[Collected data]
-=-=-=-=-
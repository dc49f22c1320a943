use axum::{
    async_trait,
    extract::{FromRequestParts, Request, State},
    http::{header, request::Parts},
    middleware::Next,
    response::Response,
};
use uuid::Uuid;

use crate::error::{Error, Result};
use crate::models::user::Role;
use crate::utils::token::Claims;
use crate::AppState;

/// Identity attached to every request that passed [`require_session`].
#[derive(Debug, Clone)]
pub struct CurrentUser {
    pub user_id: Uuid,
    pub username: String,
    pub role: Role,
}

impl CurrentUser {
    pub fn is_admin(&self) -> bool {
        self.role.is_admin()
    }
}

impl From<Claims> for CurrentUser {
    fn from(claims: Claims) -> Self {
        Self {
            user_id: claims.sub,
            username: claims.username,
            role: claims.role,
        }
    }
}

fn bearer_token(req: &Request) -> Option<&str> {
    let value = req.headers().get(header::AUTHORIZATION)?.to_str().ok()?;
    let token = value.strip_prefix("Bearer ")?.trim();
    (!token.is_empty()).then_some(token)
}

/// Rejects requests without a bearer token (401) or with a token that fails
/// signature/expiry checks (403).
pub async fn require_session(
    State(state): State<AppState>,
    mut req: Request,
    next: Next,
) -> Result<Response> {
    let Some(token) = bearer_token(&req) else {
        return Err(Error::Unauthenticated("No token provided".to_string()));
    };
    let claims = state.sessions.verify(token)?;
    req.extensions_mut().insert(CurrentUser::from(claims));
    Ok(next.run(req).await)
}

#[async_trait]
impl<S> FromRequestParts<S> for CurrentUser
where
    S: Send + Sync,
{
    type Rejection = Error;

    async fn from_request_parts(parts: &mut Parts, _state: &S) -> Result<Self> {
        parts
            .extensions
            .get::<CurrentUser>()
            .cloned()
            .ok_or_else(|| Error::Unauthenticated("No token provided".to_string()))
    }
}

/// Extractor for admin-only handlers; rejects every other role with 403
/// before the handler body (or its payload) is looked at.
#[derive(Debug, Clone)]
pub struct AdminUser(pub CurrentUser);

#[async_trait]
impl<S> FromRequestParts<S> for AdminUser
where
    S: Send + Sync,
{
    type Rejection = Error;

    async fn from_request_parts(parts: &mut Parts, state: &S) -> Result<Self> {
        let user = CurrentUser::from_request_parts(parts, state).await?;
        if !user.is_admin() {
            return Err(Error::Forbidden(
                "Access denied. Admin role required.".to_string(),
            ));
        }
        Ok(AdminUser(user))
    }
}

#[cfg(test)]
mod tests {
    use super::*;
    use axum::body::Body;

    fn parts_with(user: Option<CurrentUser>) -> Parts {
        let mut req = Request::builder().uri("/").body(Body::empty()).unwrap();
        if let Some(user) = user {
            req.extensions_mut().insert(user);
        }
        req.into_parts().0
    }

    fn user(role: Role) -> CurrentUser {
        CurrentUser {
            user_id: Uuid::new_v4(),
            username: "someone".into(),
            role,
        }
    }

    #[test]
    fn bearer_token_requires_scheme() {
        let req = Request::builder()
            .header(header::AUTHORIZATION, "Token abc")
            .body(Body::empty())
            .unwrap();
        assert!(bearer_token(&req).is_none());

        let req = Request::builder()
            .header(header::AUTHORIZATION, "Bearer abc")
            .body(Body::empty())
            .unwrap();
        assert_eq!(bearer_token(&req), Some("abc"));

        let req = Request::builder()
            .header(header::AUTHORIZATION, "Bearer ")
            .body(Body::empty())
            .unwrap();
        assert!(bearer_token(&req).is_none());
    }

    #[tokio::test]
    async fn admin_gate_rejects_sales_users() {
        let mut parts = parts_with(Some(user(Role::SalesUser)));
        let err = AdminUser::from_request_parts(&mut parts, &()).await.unwrap_err();
        assert!(matches!(err, Error::Forbidden(_)));
    }

    #[tokio::test]
    async fn admin_gate_accepts_admins() {
        let mut parts = parts_with(Some(user(Role::Admin)));
        let AdminUser(admin) = AdminUser::from_request_parts(&mut parts, &()).await.unwrap();
        assert!(admin.is_admin());
    }

    #[tokio::test]
    async fn missing_identity_is_unauthenticated() {
        let mut parts = parts_with(None);
        let err = CurrentUser::from_request_parts(&mut parts, &()).await.unwrap_err();
        assert!(matches!(err, Error::Unauthenticated(_)));
    }
}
-=-=-=-=-
The records above are to be transcribed exactly, with nothing left out.

repository dc49f22c1320a943
use axum::{
    async_trait,
    extract::{FromRequestParts, Request, State},
    http::{header, request::Parts},
    middleware::Next,
    response::Response,
};
use uuid::Uuid;

use crate::error::{Error, Result};
use crate::models::user::Role;
use crate::utils::token::Claims;
use crate::AppState;

/// Identity attached to every request that passed [`require_session`].
#[derive(Debug, Clone)]
pub struct CurrentUser {
    pub user_id: Uuid,
    pub username: String,
    pub role: Role,
}

impl CurrentUser {
    pub fn is_admin(&self) -> bool {
        self.role.is_admin()
    }
}

impl From<Claims> for CurrentUser {
    fn from(claims: Claims) -> Self {
        Self {
            user_id: claims.sub,
            username: claims.username,
            role: claims.role,
        }
    }
}

fn bearer_token(req: &Request) -> Option<&str> {
    let value = req.headers().get(header::AUTHORIZATION)?.to_str().ok()?;
    let token = value.strip_prefix("Bearer ")?.trim();
    (!token.is_empty()).then_some(token)
}

/// Rejects requests without a bearer token (401) or with a token that fails
/// signature/expiry checks (403).
pub async fn require_session(
    State(state): State<AppState>,
    mut req: Request,
    next: Next,
) -> Result<Response> {
    let Some(token) = bearer_token(&req) else {
        return Err(Error::Unauthenticated("No token provided".to_string()));
    };
    let claims = state.sessions.verify(token)?;
    req.extensions_mut().insert(CurrentUser::from(claims));
    Ok(next.run(req).await)
}

#[async_trait]
impl<S> FromRequestParts<S> for CurrentUser
where
    S: Send + Sync,
{
    type Rejection = Error;

    async fn from_request_parts(parts: &mut Parts, _state: &S) -> Result<Self> {
        parts
            .extensions
            .get::<CurrentUser>()
            .cloned()
            .ok_or_else(|| Error::Unauthenticated("No token provided".to_string()))
    }
}

/// Extractor for admin-only handlers; rejects every other role with 403
/// before the handler body (or its payload) is looked at.
#[derive(Debug, Clone)]
pub struct AdminUser(pub CurrentUser);

#[async_trait]
impl<S> FromRequestParts<S> for AdminUser
where
    S: Send + Sync,
{
    type Rejection = Error;

    async fn from_request_parts(parts: &mut Parts, state: &S) -> Result<Self> {
        let user = CurrentUser::from_request_parts(parts, state).await?;
        if !user.is_admin() {
            return Err(Error::Forbidden(
                "Access denied. Admin role required.".to_string(),
            ));
        }
        Ok(AdminUser(user))
    }
}

#[cfg(test)]
mod tests {
    use super::*;
    use axum::body::Body;

    fn parts_with(user: Option<CurrentUser>) -> Parts {
        let mut req = Request::builder().uri("/").body(Body::empty()).unwrap();
        if let Some(user) = user {
            req.extensions_mut().insert(user);
        }
        req.into_parts().0
    }

    fn user(role: Role) -> CurrentUser {
        CurrentUser {
            user_id: Uuid::new_v4(),
            username: "someone".into(),
            role,
        }
    }

    #[test]
    fn bearer_token_requires_scheme() {
        let req = Request::builder()
            .header(header::AUTHORIZATION, "Token abc")
            .body(Body::empty())
            .unwrap();
        assert!(bearer_token(&req).is_none());

        let req = Request::builder()
            .header(header::AUTHORIZATION, "Bearer abc")
            .body(Body::empty())
            .unwrap();
        assert_eq!(bearer_token(&req), Some("abc"));

        let req = Request::builder()
            .header(header::AUTHORIZATION, "Bearer ")
            .body(Body::empty())
            .unwrap();
        assert!(bearer_token(&req).is_none());
    }

    #[tokio::test]
    async fn admin_gate_rejects_sales_users() {
        let mut parts = parts_with(Some(user(Role::SalesUser)));
        let err = AdminUser::from_request_parts(&mut parts, &()).await.unwrap_err();
        assert!(matches!(err, Error::Forbidden(_)));
    }

    #[tokio::test]
    async fn admin_gate_accepts_admins() {
        let mut parts = parts_with(Some(user(Role::Admin)));
        let AdminUser(admin) = AdminUser::from_request_parts(&mut parts, &()).await.unwrap();
        assert!(admin.is_admin());
    }

    #[tokio::test]
    async fn missing_identity_is_unauthenticated() {
        let mut parts = parts_with(None);
        let err = CurrentUser::from_request_parts(&mut parts, &()).await.unwrap_err();
        assert!(matches!(err, Error::Unauthenticated(_)));
    }
}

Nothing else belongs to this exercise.